The present research focuses on Amyotrophic Lateral Sclerosis (ALS), a neurodegenerative disease characterised by wide genetic variability. More than 40 ALS related genes have been identified, with C9orf72 being the most common, associated in approximately 40 percent of cases. This gene and others such as CBS, FIG4, FUS, OPTN, SETX, SOD1, TARDBP, UBQLN2 and VAPB play a role in the pathogenesis of the disease through mechanisms such as protein aggregate formation and vesicular trafficking dysfunction. Using differential expression analysis with the DataSet GSE833, differentially expressed genes were identified between sporadic ALS, familial ALS and control samples.
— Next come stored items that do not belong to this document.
use crate::catalog::types::RowKey;
use crate::store::{ChangeSet, RowData};
use std::collections::VecDeque;

/// Compensating statement for one successful write. Applying it is a manual
/// decision; nothing is rolled back automatically.
#[derive(Debug, Clone, PartialEq)]
pub enum UndoEntry {
    /// Restore the values an update overwrote.
    Update {
        table: String,
        key: RowKey,
        previous: ChangeSet,
    },
    /// Remove a row created by an insert.
    Insert { table: String, key: RowKey },
    /// Re-create a deleted row with its last known values.
    Delete {
        table: String,
        key: RowKey,
        values: RowData,
    },
}

impl UndoEntry {
    pub fn table(&self) -> &str {
        match self {
            UndoEntry::Update { table, .. }
            | UndoEntry::Insert { table, .. }
            | UndoEntry::Delete { table, .. } => table,
        }
    }

    pub fn key(&self) -> RowKey {
        match self {
            UndoEntry::Update { key, .. }
            | UndoEntry::Insert { key, .. }
            | UndoEntry::Delete { key, .. } => *key,
        }
    }
}

/// Bounded undo log, oldest entries dropped first.
#[derive(Debug)]
pub(crate) struct Journal {
    capacity: usize,
    entries: VecDeque<UndoEntry>,
}

impl Journal {
    pub(crate) fn new(capacity: usize) -> Self {
        Self {
            capacity,
            entries: VecDeque::new(),
        }
    }

    pub(crate) fn record(&mut self, entry: UndoEntry) {
        if self.capacity == 0 {
            return;
        }
        while self.entries.len() >= self.capacity {
            self.entries.pop_front();
        }
        self.entries.push_back(entry);
    }

    pub(crate) fn pop(&mut self) -> Option<UndoEntry> {
        self.entries.pop_back()
    }

    pub(crate) fn entries(&self) -> Vec<UndoEntry> {
        self.entries.iter().cloned().collect()
    }

    pub(crate) fn clear(&mut self) {
        self.entries.clear();
    }
}

#[cfg(test)]
mod tests {
    use super::{Journal, UndoEntry};

    fn insert(key: i64) -> UndoEntry {
        UndoEntry::Insert {
            table: "users".into(),
            key,
        }
    }

    #[test]
    fn drops_oldest_beyond_capacity() {
        let mut journal = Journal::new(2);
        journal.record(insert(1));
        journal.record(insert(2));
        journal.record(insert(3));
        let keys: Vec<_> = journal.entries().iter().map(UndoEntry::key).collect();
        assert_eq!(keys, vec![2, 3]);
        assert_eq!(journal.pop().map(|e| e.key()), Some(3));
    }

    #[test]
    fn zero_capacity_disables_recording() {
        let mut journal = Journal::new(0);
        journal.record(insert(1));
        assert!(journal.entries().is_empty());
    }
}
use crate::catalog::schema::Column;
use crate::catalog::types::{RowKey, Value};
use crate::cell::preprocess;
use crate::commit::journal::UndoEntry;
use crate::commit::{CommitReport, communicate_failure, final_reason, refuse};
use crate::config::{CommitOptions, Settings};
use crate::error::{OrmError, ResourceType};
use crate::hooks::CandidateRow;
use crate::message::Message;
use crate::row::Row;
use crate::store::{ChangeSet, RowData};
use crate::table::Table;
use crate::validation::{CellInput, ValidationReport};
use std::collections::BTreeMap;
use std::sync::Arc;
use tracing::{debug, warn};

#[derive(Debug, Clone)]
pub enum InsertOutcome {
    /// The new row, already loaded into the identity map.
    Inserted(Row),
    Invalid(ValidationReport),
    Failed(Message),
}

impl InsertOutcome {
    pub fn row(&self) -> Option<&Row> {
        match self {
            InsertOutcome::Inserted(row) => Some(row),
            _ => None,
        }
    }

    pub fn is_inserted(&self) -> bool {
        matches!(self, InsertOutcome::Inserted(_))
    }
}

struct Pending<'a> {
    column: &'a Column,
    value: Value,
    error: Option<String>,
}

impl Table {
    pub fn insert<I, K, V>(&self, values: I) -> Result<InsertOutcome, OrmError>
    where
        I: IntoIterator<Item = (K, V)>,
        K: AsRef<str>,
        V: Into<Value>,
    {
        self.insert_with(values, &CommitOptions::default())
    }

    /// Inserts a new row. Columns not given start from their default; a
    /// primary-key entry requests that exact key. Every column is validated
    /// (editability does not apply to new rows) before the single insert.
    pub fn insert_with<I, K, V>(
        &self,
        values: I,
        options: &CommitOptions,
    ) -> Result<InsertOutcome, OrmError>
    where
        I: IntoIterator<Item = (K, V)>,
        K: AsRef<str>,
        V: Into<Value>,
    {
        let ctx = Arc::clone(&self.ctx);
        let schema = &ctx.schema;
        let settings = ctx.settings.with_options(options);

        let mut given = BTreeMap::new();
        for (column, value) in values {
            let column = schema.column_or_err(column.as_ref())?;
            let trim = settings.column(&column.name).trim_on_set;
            let processed = match preprocess(column, value.into(), trim) {
                Ok(value) => (value, None),
                Err((raw, reason)) => (raw, Some(reason)),
            };
            given.insert(column.name.as_str(), processed);
        }

        let mut requested_key = None;
        let mut key_report = ValidationReport::default();
        if let Some((value, error)) = given.remove(schema.primary_key()) {
            match (value, error) {
                (Value::Integer(key), None) => requested_key = Some(key),
                (Value::Null, None) => {}
                (value, error) => {
                    let error = error.unwrap_or_else(|| format!("not a key: {value}"));
                    let input = CellInput {
                        column: schema.primary_key(),
                        value: &value,
                        error: Some(error.as_str()),
                        changed: true,
                    };
                    if let Err(reasons) = ctx
                        .validation(&settings, None)
                        .complete_validation(input, &RowData::new())?
                    {
                        key_report.push(schema.primary_key(), reasons);
                    }
                }
            }
        }

        let pending = schema
            .commit_order()
            .into_iter()
            .map(|column| {
                let (value, error) = given
                    .remove(column.name.as_str())
                    .unwrap_or_else(|| (column.default.clone(), None));
                Pending {
                    column,
                    value: column.hooks().on_insert(column, value),
                    error,
                }
            })
            .collect();
        self.insert_pending(pending, requested_key, key_report, &settings)
    }

    /// Inserts a copy of `row`'s current values as a new row, passing each
    /// value through its column's `on_duplicate` hook.
    pub fn duplicate(&self, row: &Row) -> Result<InsertOutcome, OrmError> {
        if !row.belongs_to(&self.ctx) {
            return Err(OrmError::WrongOwner {
                resource_type: ResourceType::Row,
                resource_id: row.key().to_string(),
                expected: self.name().to_string(),
                actual: row.table_name().to_string(),
            });
        }
        let ctx = Arc::clone(&self.ctx);
        let mut values = row.values()?;
        let pending = ctx
            .schema
            .commit_order()
            .into_iter()
            .map(|column| {
                let value = values.remove(&column.name).unwrap_or(Value::Null);
                let value = column.hooks().on_duplicate(column, value);
                Pending {
                    column,
                    value: column.hooks().on_insert(column, value),
                    error: None,
                }
            })
            .collect();
        let outcome = self.insert_pending(
            pending,
            None,
            ValidationReport::default(),
            &ctx.settings,
        )?;
        if let InsertOutcome::Inserted(copy) = &outcome {
            debug!(table = self.name(), source = row.key(), key = copy.key(), "insert: row duplicated");
        }
        Ok(outcome)
    }

    fn insert_pending(
        &self,
        pending: Vec<Pending<'_>>,
        requested_key: Option<RowKey>,
        mut report: ValidationReport,
        settings: &Settings,
    ) -> Result<InsertOutcome, OrmError> {
        let ctx = &self.ctx;
        let table = self.name();

        let values: RowData = pending
            .iter()
            .map(|p| (p.column.name.clone(), p.value.clone()))
            .collect();
        let validation = ctx.validation(settings, None);
        for p in &pending {
            let input = CellInput {
                column: &p.column.name,
                value: &p.value,
                error: p.error.as_deref(),
                changed: true,
            };
            if let Err(reasons) = validation.complete_validation(input, &values)? {
                report.push(p.column.name.clone(), reasons);
            }
        }
        if !report.is_empty() {
            return refuse(table, None, report, settings).map(InsertOutcome::Invalid);
        }

        let mut changes = ChangeSet::new();
        if let Some(key) = requested_key {
            changes.push(ctx.schema.primary_key(), Value::Integer(key));
        }
        for p in &pending {
            changes.push(p.column.name.clone(), p.value.clone());
        }
        let verdict = ctx.hooks.final_validation(&CandidateRow {
            table,
            key: None,
            values,
            changes: &changes,
        });
        if let Err(reason) = verdict {
            report.push_row(final_reason(reason));
            return refuse(table, None, report, settings).map(InsertOutcome::Invalid);
        }

        let key = match ctx.store.insert(table, &changes) {
            Ok(key) => key,
            Err(err) => {
                warn!(table, error = %err, "insert: store rejected insert");
                return communicate_failure(err.into(), settings, table, requested_key, None)
                    .map(InsertOutcome::Failed);
            }
        };

        let mut data = changes.to_row_data();
        data.insert(ctx.schema.primary_key().to_string(), Value::Integer(key));
        let row = Row::load(Arc::clone(ctx), key, &data)?;
        {
            let mut rows = self.rows.lock();
            if let Some(stale) = rows.remove(key) {
                stale.terminate();
            }
            rows.insert(row.clone())?;
        }
        ctx.journal.lock().record(UndoEntry::Insert {
            table: table.to_string(),
            key,
        });
        debug!(table, key, cells = pending.len(), "insert: row inserted");

        for p in &pending {
            p.column.hooks().on_committed(p.column, key, &p.value);
        }
        let report = CommitReport {
            key,
            affected: 1,
            partial: false,
            written: pending.iter().map(|p| p.column.name.clone()).collect(),
            skipped: ValidationReport::default(),
        };
        ctx.hooks.on_committed(&row, &report);
        Ok(InsertOutcome::Inserted(row))
    }
}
Results showed greater variability in sporadic ALS samples, suggesting a combination of genetic and environmental factors. Genes such as UBE3A, ARHGAP25, GDF10, SELL, FPR1, SPP2, PTGDR, FURIN, ELN, ITGB2 and BAK1 were highlighted by under- or over-expression, implying alterations in biological processes such as calcium ion regulation, phagocytosis and apoptosis. As an alternative to address these genetic variants, guide RNA (sgRNA) sequences were designed using tools such as CHOPCHOP, CRISPOR and CCTop. These sgRNAs are specific and targeted to the most significant variants in the BAK1, GDF10 and SPP2 genes; GC content, self-complementarity, efficiency and specificity are assessed. The optimal sequence for each variant was selected for future proofreading trials, with the aim of improving the understanding and potential treatment of ALS.